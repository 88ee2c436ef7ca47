//! Build orchestration
//!
//! Runs Bazel with its stdout and stderr discarded and follows the build
//! through the event file it writes instead. Progress text carried by the
//! events is forwarded to Xcode as it arrives; output descriptor files
//! announced by the events are collected for the install phase.
//!
//! State machine: `NotStarted -> Running -> {Succeeded, Failed}`.

pub mod command;
pub mod output_patch;

use std::fs::{self, File};
use std::io::{self, BufRead, BufReader};
use std::path::{Path, PathBuf};
use std::process::{Child, Command, ExitStatus, Stdio};
use std::thread;
use std::time::Duration;

use thiserror::Error;
use tracing::{debug, info, warn};
use xcbazel_bep::BuildEventsWatcher;

use crate::report::{Diagnostics, Timer};

pub use command::{query_execution_root, source_maps, BuildRequest};
pub use output_patch::OutputPatcher;

/// File name of the event file, after the `<pid>_` prefix.
pub const BUILD_EVENTS_FILE: &str = "build_events.json";

/// Result type for build orchestration
pub type BuildResult<T> = Result<T, BuildError>;

/// Build orchestration errors
#[derive(Debug, Error)]
pub enum BuildError {
    #[error("failed to prepare build event file {path}: {source}")]
    EventFile {
        path: PathBuf,
        #[source]
        source: io::Error,
    },

    #[error("failed to launch {program}: {source}")]
    Launch {
        program: String,
        #[source]
        source: io::Error,
    },

    #[error("failed to read build events: {0}")]
    Events(#[source] io::Error),

    #[error("empty build command")]
    EmptyCommand,

    #[error("build failed with exit code {0}")]
    Failed(i32),

    #[error("Bazel build succeeded but produced no output descriptors; see {0} for details")]
    NoOutputDescriptors(PathBuf),
}

impl BuildError {
    /// The build tool's exit code verbatim for build failures.
    pub fn exit_code(&self) -> i32 {
        match self {
            BuildError::Failed(code) => *code,
            _ => 1,
        }
    }
}

/// Lifecycle of one build
#[derive(Debug, Clone, Copy, PartialEq, Eq)]
pub enum BuildState {
    NotStarted,
    Running,
    Succeeded,
    Failed(i32),
}

/// What a successful build left behind.
#[derive(Debug, Clone, Default)]
pub struct BuildOutcome {
    /// Output descriptor files in discovery order. The first one describes
    /// the primary target.
    pub descriptors: Vec<PathBuf>,
    /// Number of build events read.
    pub events: usize,
    /// Whether the event tree resolved before the build tool exited.
    pub complete: bool,
}

/// The `<pid>_build_events.json` path inside `state_dir`.
pub fn event_file_path(state_dir: &Path) -> PathBuf {
    state_dir.join(format!("{}_{}", std::process::id(), BUILD_EVENTS_FILE))
}

/// Removes the event file when dropped unless told to keep it.
#[derive(Debug)]
struct EventFileGuard {
    path: PathBuf,
    keep: bool,
}

impl Drop for EventFileGuard {
    fn drop(&mut self) {
        if self.keep {
            return;
        }
        if let Err(e) = fs::remove_file(&self.path) {
            if e.kind() != io::ErrorKind::NotFound {
                warn!(path = %self.path.display(), error = %e, "failed to remove build event file");
            }
        }
    }
}

/// Drives one Bazel build and tracks its event stream.
#[derive(Debug)]
pub struct BuildOrchestrator {
    state: BuildState,
    event_file: PathBuf,
    descriptor_suffix: String,
    poll_interval: Duration,
    patcher: OutputPatcher,
}

impl BuildOrchestrator {
    pub fn new(
        event_file: PathBuf,
        descriptor_suffix: impl Into<String>,
        poll_interval: Duration,
        patcher: OutputPatcher,
    ) -> Self {
        Self {
            state: BuildState::NotStarted,
            event_file,
            descriptor_suffix: descriptor_suffix.into(),
            poll_interval,
            patcher,
        }
    }

    pub fn state(&self) -> BuildState {
        self.state
    }

    pub fn event_file(&self) -> &Path {
        &self.event_file
    }

    /// Run `command` (program first) to completion.
    ///
    /// The event file is truncated before launch so the watcher never sees
    /// a previous build's events.
    pub fn run(
        &mut self,
        command: &[String],
        diag: &mut dyn Diagnostics,
    ) -> BuildResult<BuildOutcome> {
        self.run_with_events(command, BuildEventsWatcher::<BufReader<File>>::open, diag)
    }

    /// [`run`](Self::run) reading events through `open_events`.
    ///
    /// If following the build fails, the build is killed and reaped before
    /// the error is returned.
    fn run_with_events<R: BufRead>(
        &mut self,
        command: &[String],
        open_events: impl FnOnce(&Path) -> io::Result<BuildEventsWatcher<R>>,
        diag: &mut dyn Diagnostics,
    ) -> BuildResult<BuildOutcome> {
        let (program, args) = command.split_first().ok_or(BuildError::EmptyCommand)?;
        self.truncate_event_file()?;
        let mut guard = EventFileGuard {
            path: self.event_file.clone(),
            keep: false,
        };

        let timer = Timer::start("Running Bazel");
        info!(?command, "launching build");
        let mut child = Command::new(program)
            .args(args)
            .stdin(Stdio::null())
            .stdout(Stdio::null())
            .stderr(Stdio::null())
            .spawn()
            .map_err(|source| BuildError::Launch {
                program: program.clone(),
                source,
            })?;
        self.state = BuildState::Running;

        let (status, outcome) = match self.follow(&mut child, open_events, diag) {
            Ok(finished) => finished,
            Err(e) => {
                terminate(&mut child);
                self.state = BuildState::Failed(1);
                return Err(e);
            }
        };
        timer.end();

        let exit_code = status.code().unwrap_or(1);
        debug!(exit_code, events = outcome.events, complete = outcome.complete, "build finished");
        if exit_code != 0 {
            self.state = BuildState::Failed(exit_code);
            return Err(BuildError::Failed(exit_code));
        }
        if outcome.descriptors.is_empty() {
            self.state = BuildState::Failed(1);
            guard.keep = true;
            return Err(BuildError::NoOutputDescriptors(self.event_file.clone()));
        }

        self.state = BuildState::Succeeded;
        Ok(outcome)
    }

    fn follow<R: BufRead>(
        &self,
        child: &mut Child,
        open_events: impl FnOnce(&Path) -> io::Result<BuildEventsWatcher<R>>,
        diag: &mut dyn Diagnostics,
    ) -> BuildResult<(ExitStatus, BuildOutcome)> {
        let mut watcher = open_events(&self.event_file).map_err(BuildError::Events)?;
        let mut outcome = BuildOutcome::default();

        let status = loop {
            self.process_events(&mut watcher, &mut outcome, diag)?;
            match child.try_wait().map_err(BuildError::Events)? {
                Some(status) => break status,
                None => thread::sleep(self.poll_interval),
            }
        };
        // Events written between the last poll and exit.
        self.process_events(&mut watcher, &mut outcome, diag)?;
        outcome.complete = watcher.is_build_complete();
        Ok((status, outcome))
    }

    fn truncate_event_file(&self) -> BuildResult<()> {
        let prepare = || -> io::Result<()> {
            if let Some(parent) = self.event_file.parent() {
                fs::create_dir_all(parent)?;
            }
            File::create(&self.event_file)?;
            Ok(())
        };
        prepare().map_err(|source| BuildError::EventFile {
            path: self.event_file.clone(),
            source,
        })
    }

    fn process_events<R: BufRead>(
        &self,
        watcher: &mut BuildEventsWatcher<R>,
        outcome: &mut BuildOutcome,
        diag: &mut dyn Diagnostics,
    ) -> BuildResult<()> {
        let events = watcher.check_for_new_events().map_err(BuildError::Events)?;
        for warning in watcher.drain_warnings() {
            diag.warning(&warning);
        }

        for event in &events {
            for text in [event.stderr(), event.stdout()].into_iter().flatten() {
                for line in self.patcher.patch(text) {
                    diag.output(&line);
                }
            }
            for file in event.files() {
                let is_descriptor = file
                    .to_str()
                    .is_some_and(|f| f.ends_with(&self.descriptor_suffix));
                if is_descriptor && !outcome.descriptors.contains(file) {
                    debug!(descriptor = %file.display(), "found output descriptor");
                    outcome.descriptors.push(file.clone());
                }
            }
        }
        outcome.events += events.len();
        Ok(())
    }
}

/// Kill a build that is no longer being followed and reap it.
fn terminate(child: &mut Child) {
    if let Err(e) = child.kill() {
        debug!(pid = child.id(), error = %e, "kill failed; build may have exited");
    }
    match child.wait() {
        Ok(status) => warn!(pid = child.id(), %status, "terminated build"),
        Err(e) => warn!(pid = child.id(), error = %e, "failed to reap build"),
    }
}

++++++++

● Work to complete
Above are the records. Print exactly, and only, the lines from the line with "first one describes" to the line with "pub fn event_file_path(state_dir: &Path)", both inclusive.

● Response to this task
    /// Output descriptor files in discovery order. The first one describes
    /// the primary target.
    pub descriptors: Vec<PathBuf>,
    /// Number of build events read.
    pub events: usize,
    /// Whether the event tree resolved before the build tool exited.
    pub complete: bool,
}

/// The `<pid>_build_events.json` path inside `state_dir`.
pub fn event_file_path(state_dir: &Path) -> PathBuf {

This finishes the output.